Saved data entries
------------------------------------------------------------
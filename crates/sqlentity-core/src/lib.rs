//! Core types and traits for SQLEntity.
//!
//! This crate provides the foundational abstractions shared by every
//! layer of the persistence runtime:
//!
//! - `Value` and `Row` for dynamically-typed parameter binding and fetching
//! - `Error` with the full failure taxonomy and login classification
//! - `StatementRegistry` mapping statement descriptors to process-wide ids
//! - `Driver` / `DriverStatement` / `DriverCursor` backend seam
//! - `Backend` dialect capability table
//! - `Context`, the explicit process-wide runtime state

pub mod backend;
pub mod config;
pub mod context;
pub mod driver;
pub mod error;
pub mod row;
pub mod statement;
pub mod value;

pub use backend::{Backend, RowLimit};
pub use config::ConnectConfig;
pub use context::Context;
pub use driver::{
    Driver, DriverCursor, DriverFactory, DriverStatement, ExecOutcome, collect_rows,
};
pub use error::{
    ConfigError, ConnectionError, ConnectionErrorKind, Error, LoginFailure, PoolError,
    PoolErrorKind, QueryError, QueryErrorKind, RemoteError, Result, TypeError,
};
pub use row::{ColumnInfo, FromValue, Row, RowSet};
pub use statement::{
    ConcurrencyMode, CursorMode, StatementDesc, StatementId, StatementRegistry,
};
pub use value::Value;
------------------------------------------------------------
Instructions to follow
Write out exactly each line of the entries, starting at the one containing "layer of the" and finishing with the last line.

Answer section
//! layer of the persistence runtime:
//!
//! - `Value` and `Row` for dynamically-typed parameter binding and fetching
//! - `Error` with the full failure taxonomy and login classification
//! - `StatementRegistry` mapping statement descriptors to process-wide ids
//! - `Driver` / `DriverStatement` / `DriverCursor` backend seam
//! - `Backend` dialect capability table
//! - `Context`, the explicit process-wide runtime state

pub mod backend;
pub mod config;
pub mod context;
pub mod driver;
pub mod error;
pub mod row;
pub mod statement;
pub mod value;

pub use backend::{Backend, RowLimit};
pub use config::ConnectConfig;
pub use context::Context;
pub use driver::{
    Driver, DriverCursor, DriverFactory, DriverStatement, ExecOutcome, collect_rows,
};
pub use error::{
    ConfigError, ConnectionError, ConnectionErrorKind, Error, LoginFailure, PoolError,
    PoolErrorKind, QueryError, QueryErrorKind, RemoteError, Result, TypeError,
};
pub use row::{ColumnInfo, FromValue, Row, RowSet};
pub use statement::{
    ConcurrencyMode, CursorMode, StatementDesc, StatementId, StatementRegistry,
};
pub use value::Value;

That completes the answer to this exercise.